Consolidated net income, growth rate of net sales, margin, and improvement rate of margin are used as indicators for calculating bonuses to ensure consistency with the achievement of the Group’s management targets and to raise awareness of improving short-term performance. In addition, ESG-related indicators (achievement of occupational safety and CO2 emissions reduction targets) are used to clarify that efforts related to sustainability issues are reflected in remuneration as Company performance.
Performance-linked remuneration—non-monetary remuneration, BBT
The BBT, a performance-linked non-monetary remuneration scheme, grants points equivalent to stocks based on performance and ESG initiatives during each fiscal year and the three- or four-year business plan period. Directors are paid Company shares and money according to accumulated points at the time of retirement. The scheme aims to further clarify the linkage of directors’ remuneration and the Company’s business performance as well as its stock value, which enables directors to share the benefit of increase in stock value and the risk of decrease in stock value with shareholders. By doing so, it is expected to raise awareness in directors to contribute to boosting corporate value in the medium and long terms.

Malus clause

For the purpose of ensuring sound management, in accordance with relevant internal rules and regulations, the Company stipulates that in the event of certain circumstances concerning directors, such director may not acquire the right to receive benefits of BBT before the vesting of the right, upon resolution of the Board of Directors.

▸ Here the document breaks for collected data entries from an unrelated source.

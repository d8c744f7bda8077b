// SPDX-FileCopyrightText: 2026 Weliive Contributors
// SPDX-License-Identifier: MIT OR Apache-2.0

//! Configuration model structs for the Weliive engine.
//!
//! All structs use `#[serde(deny_unknown_fields)]` to reject unrecognized
//! config keys at startup, providing actionable error messages.

use std::time::Duration;

use serde::{Deserialize, Serialize};

/// Top-level Weliive configuration.
///
/// Loaded from TOML files following XDG hierarchy, with environment variable overrides.
/// All sections are optional and default to the values of the standalone demo.
#[derive(Debug, Clone, Default, PartialEq, Deserialize, Serialize)]
#[serde(deny_unknown_fields)]
pub struct WeliiveConfig {
    /// Process-level settings.
    #[serde(default)]
    pub app: AppConfig,

    /// Scripted conversation replay.
    #[serde(default)]
    pub simulation: SimulationConfig,

    /// Chat pacing.
    #[serde(default)]
    pub chat: ChatConfig,

    /// Hot-lead detection.
    #[serde(default)]
    pub lead: LeadConfig,

    /// Live Q&A panel.
    #[serde(default)]
    pub qa: QaConfig,
}

impl WeliiveConfig {
    /// Defaults for a host page that embeds the widget: the simulation stays
    /// off until the visitor explicitly enters the live view.
    pub fn embedded() -> Self {
        let mut config = Self::default();
        config.simulation.enabled = false;
        config
    }
}

/// Process-level configuration.
#[derive(Debug, Clone, PartialEq, Deserialize, Serialize)]
#[serde(deny_unknown_fields)]
pub struct AppConfig {
    /// Display name, used in log lines.
    #[serde(default = "default_app_name")]
    pub name: String,

    /// Logging level (trace, debug, info, warn, error).
    #[serde(default = "default_log_level")]
    pub log_level: String,
}

impl Default for AppConfig {
    fn default() -> Self {
        Self {
            name: default_app_name(),
            log_level: default_log_level(),
        }
    }
}

fn default_app_name() -> String {
    "weliive".to_string()
}

fn default_log_level() -> String {
    "info".to_string()
}

/// Conversation simulator configuration.
#[derive(Debug, Clone, PartialEq, Deserialize, Serialize)]
#[serde(deny_unknown_fields)]
pub struct SimulationConfig {
    /// Whether the simulator may start. `true` standalone, `false` embedded.
    #[serde(default = "default_true")]
    pub enabled: bool,

    /// Delay between `start()` and the beginning of the replay.
    #[serde(default = "default_startup_delay_ms")]
    pub startup_delay_ms: u64,

    /// Delay between two scripted messages.
    #[serde(default = "default_interval_ms")]
    pub interval_ms: u64,
}

impl SimulationConfig {
    pub fn startup_delay(&self) -> Duration {
        Duration::from_millis(self.startup_delay_ms)
    }

    pub fn interval(&self) -> Duration {
        Duration::from_millis(self.interval_ms)
    }
}

impl Default for SimulationConfig {
    fn default() -> Self {
        Self {
            enabled: true,
            startup_delay_ms: default_startup_delay_ms(),
            interval_ms: default_interval_ms(),
        }
    }
}

fn default_true() -> bool {
    true
}

fn default_startup_delay_ms() -> u64 {
    3000
}

fn default_interval_ms() -> u64 {
    2000
}

/// Chat configuration.
#[derive(Debug, Clone, PartialEq, Deserialize, Serialize)]
#[serde(deny_unknown_fields)]
pub struct ChatConfig {
    /// Delay before the automatic reply to a visitor message.
    #[serde(default = "default_auto_response_delay_ms")]
    pub auto_response_delay_ms: u64,
}

impl ChatConfig {
    pub fn auto_response_delay(&self) -> Duration {
        Duration::from_millis(self.auto_response_delay_ms)
    }
}

impl Default for ChatConfig {
    fn default() -> Self {
        Self {
            auto_response_delay_ms: default_auto_response_delay_ms(),
        }
    }
}

fn default_auto_response_delay_ms() -> u64 {
    1000
}

/// How the lead scorer turns keyword matches into a hot-lead decision.
#[derive(Debug, Clone, Copy, Default, PartialEq, Eq, Deserialize, Serialize)]
#[serde(rename_all = "snake_case")]
pub enum LeadPolicy {
    /// One matching keyword is enough.
    #[default]
    AnyMatch,
    /// Legacy: match density must reach `min_confidence`.
    Density,
}

impl LeadPolicy {
    pub fn as_str(&self) -> &'static str {
        match self {
            LeadPolicy::AnyMatch => "any_match",
            LeadPolicy::Density => "density",
        }
    }
}

/// Hot-lead detection configuration.
#[derive(Debug, Clone, PartialEq, Deserialize, Serialize)]
#[serde(deny_unknown_fields)]
pub struct LeadConfig {
    #[serde(default)]
    pub policy: LeadPolicy,

    /// Threshold for the density policy, in [0, 1].
    #[serde(default = "default_min_confidence")]
    pub min_confidence: f64,

    /// Intent keywords, matched as case-insensitive substrings.
    #[serde(default = "default_keywords")]
    pub keywords: Vec<String>,
}

impl Default for LeadConfig {
    fn default() -> Self {
        Self {
            policy: LeadPolicy::default(),
            min_confidence: default_min_confidence(),
            keywords: default_keywords(),
        }
    }
}

fn default_min_confidence() -> f64 {
    0.5
}

/// The 13 purchase/rental intent keywords of the demo.
pub const DEFAULT_KEYWORDS: &[&str] = &[
    "prix",
    "acheter",
    "achat",
    "loyer",
    "montant",
    "disponible",
    "dispo",
    "visite",
    "visiter",
    "signer",
    "contrat",
    "réservation",
    "réserver",
];

fn default_keywords() -> Vec<String> {
    DEFAULT_KEYWORDS.iter().map(|k| k.to_string()).collect()
}

/// How an automatic answer is picked among the candidates.
#[derive(Debug, Clone, Copy, Default, PartialEq, Eq, Deserialize, Serialize)]
#[serde(rename_all = "snake_case")]
pub enum AnswerSelection {
    #[default]
    RoundRobin,
    Random,
}

/// Live Q&A configuration.
#[derive(Debug, Clone, PartialEq, Deserialize, Serialize)]
#[serde(deny_unknown_fields)]
pub struct QaConfig {
    /// Delay before a submitted question is acknowledged.
    #[serde(default = "default_acknowledgment_delay_ms")]
    pub acknowledgment_delay_ms: u64,

    /// Delay before a submitted question is auto-answered, from submission.
    #[serde(default = "default_answer_delay_ms")]
    pub answer_delay_ms: u64,

    #[serde(default)]
    pub answer_selection: AnswerSelection,

    /// Seed the panel with the sample questions on startup.
    #[serde(default = "default_true")]
    pub seed_samples: bool,
}

impl QaConfig {
    pub fn acknowledgment_delay(&self) -> Duration {
        Duration::from_millis(self.acknowledgment_delay_ms)
    }

    pub fn answer_delay(&self) -> Duration {
        Duration::from_millis(self.answer_delay_ms)
    }
}

impl Default for QaConfig {
    fn default() -> Self {
        Self {
            acknowledgment_delay_ms: default_acknowledgment_delay_ms(),
            answer_delay_ms: default_answer_delay_ms(),
            answer_selection: AnswerSelection::default(),
            seed_samples: true,
        }
    }
}

fn default_acknowledgment_delay_ms() -> u64 {
    300
}

fn default_answer_delay_ms() -> u64 {
    3000
}
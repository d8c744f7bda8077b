// SPDX-FileCopyrightText: 2026 Weliive Contributors
// SPDX-License-Identifier: MIT OR Apache-2.0

//! Test utilities for Weliive integration tests.
//!
//! # Components
//!
//! - [`RecordingObserver`] - captures every message delivered by a store
//! - [`FailingObserver`] - always returns an error, counting its calls
//! - [`TestHarness`] - a [`LiveSession`](weliive_session::LiveSession) with a
//!   recorder and a Q&A event receiver attached

pub mod harness;
pub mod observers;

pub use harness::{fast_config, TestHarness, TestHarnessBuilder};
pub use observers::{FailingObserver, RecordingObserver};
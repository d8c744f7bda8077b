// SPDX-FileCopyrightText: 2026 Weliive Contributors
// SPDX-License-Identifier: MIT OR Apache-2.0

//! Weliive configuration: the [`WeliiveConfig`] model, its layered loading
//! ([`loader`]), range checks ([`validation`]) and miette reports for
//! anything that fails ([`diagnostic`]).
//!
//! Binaries call [`load_and_validate`] once at startup and hand the result
//! to `LiveSession::new`. A failure is a list of [`ConfigError`]s meant for
//! [`render_errors`].
//!
//! ```no_run
//! let config = match weliive_config::load_and_validate() {
//!     Ok(config) => config,
//!     Err(errors) => {
//!         weliive_config::render_errors(&errors);
//!         std::process::exit(1);
//!     }
//! };
//! assert!(config.simulation.interval_ms > 0);
//! ```

pub mod diagnostic;
pub mod loader;
pub mod model;
pub mod validation;

pub use diagnostic::{render_errors, ConfigError};
pub use loader::{config_paths, load_config, load_config_from_path, load_config_from_str};
pub use model::WeliiveConfig;

/// Load the file layers and `WELIIVE_*` overrides, then validate.
/// Parse errors point into whichever layer file caused them.
pub fn load_and_validate() -> Result<WeliiveConfig, Vec<ConfigError>> {
    checked(loader::load_config(), loader::read_config_sources)
}

/// Parse `toml_content` over the defaults, then validate. No files or
/// environment are consulted.
pub fn load_and_validate_str(toml_content: &str) -> Result<WeliiveConfig, Vec<ConfigError>> {
    checked(loader::load_config_from_str(toml_content), || {
        vec![("<inline>".to_string(), toml_content.to_string())]
    })
}

/// Sources are only read when extraction failed.
fn checked(
    loaded: Result<WeliiveConfig, figment::Error>,
    sources: impl FnOnce() -> Vec<(String, String)>,
) -> Result<WeliiveConfig, Vec<ConfigError>> {
    let config = loaded.map_err(|err| diagnostic::figment_to_config_errors(err, &sources()))?;
    validation::validate_config(&config)?;
    Ok(config)
}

Composition of remuneration

In light of the significant responsibility of the president and CEO for business performance, the composition of remuneration is weighted more heavily towards performance-linked remuneration than for other directors. The composition remuneration for the fiscal year ended December 31, 2024 is as follows.

Composition of remuneration

Remuneration paid by type of officer for the fiscal year ended December 31, 2024

Type of officer Total remuneration
(million yen)
Total remuneration, etc., by type (million yen) Number of target officers
Basic remuneration Performance-linked remuneration
Bonus Non-monetary remuneration
Directors
(excluding outside directors)
498 173 284 40 6
Audit & Supervisory Board members
(excluding outside members of the
Audit & Supervisory Board)
27 27 1
Outside directors 56 56 5
Audit & Supervisory Board members (outside) 27 27 4

For details of the outline and calculation method of the remuneration system for directors for the fiscal year ended December 31, 2024, see “Remuneration for officers” in our securities reports.

Securities Report
Securities Report (Japanese version)

  • *The English version of the 109th Business Term Securities Report is scheduled to be disclosed in June, 2025.

Evaluation of the Board of Directors’ effectiveness

The Company regularly examines the composition and operational status of the Board of Directors and evaluates its effectiveness. The Company works to continuously strengthen functions and improve effectiveness by addressing issues identified from the evaluation results.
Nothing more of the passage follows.